--- SUPPLIED DATA ---
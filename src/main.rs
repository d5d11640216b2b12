mod app;
mod cli;
mod domain;
mod identity;
mod infra;
#[cfg(test)]
mod test_support;
mod ui;
mod usecases;

use anyhow::Result;
use clap::Parser;

fn main() -> Result<()> {
    infra::secrets::install_panic_redaction_hook();

    let cli = cli::Cli::parse();
    app::run(cli)
}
---
◆ TASK ◆
Return the listing exactly as it was given to you, with every line intact.

◆ RESPONSE TO THIS TASK ◆
filename src/main.rs
repository d5d11640216b2b12
mod app;
mod cli;
mod domain;
mod identity;
mod infra;
#[cfg(test)]
mod test_support;
mod ui;
mod usecases;

use anyhow::Result;
use clap::Parser;

fn main() -> Result<()> {
    infra::secrets::install_panic_redaction_hook();

    let cli = cli::Cli::parse();
    app::run(cli)
}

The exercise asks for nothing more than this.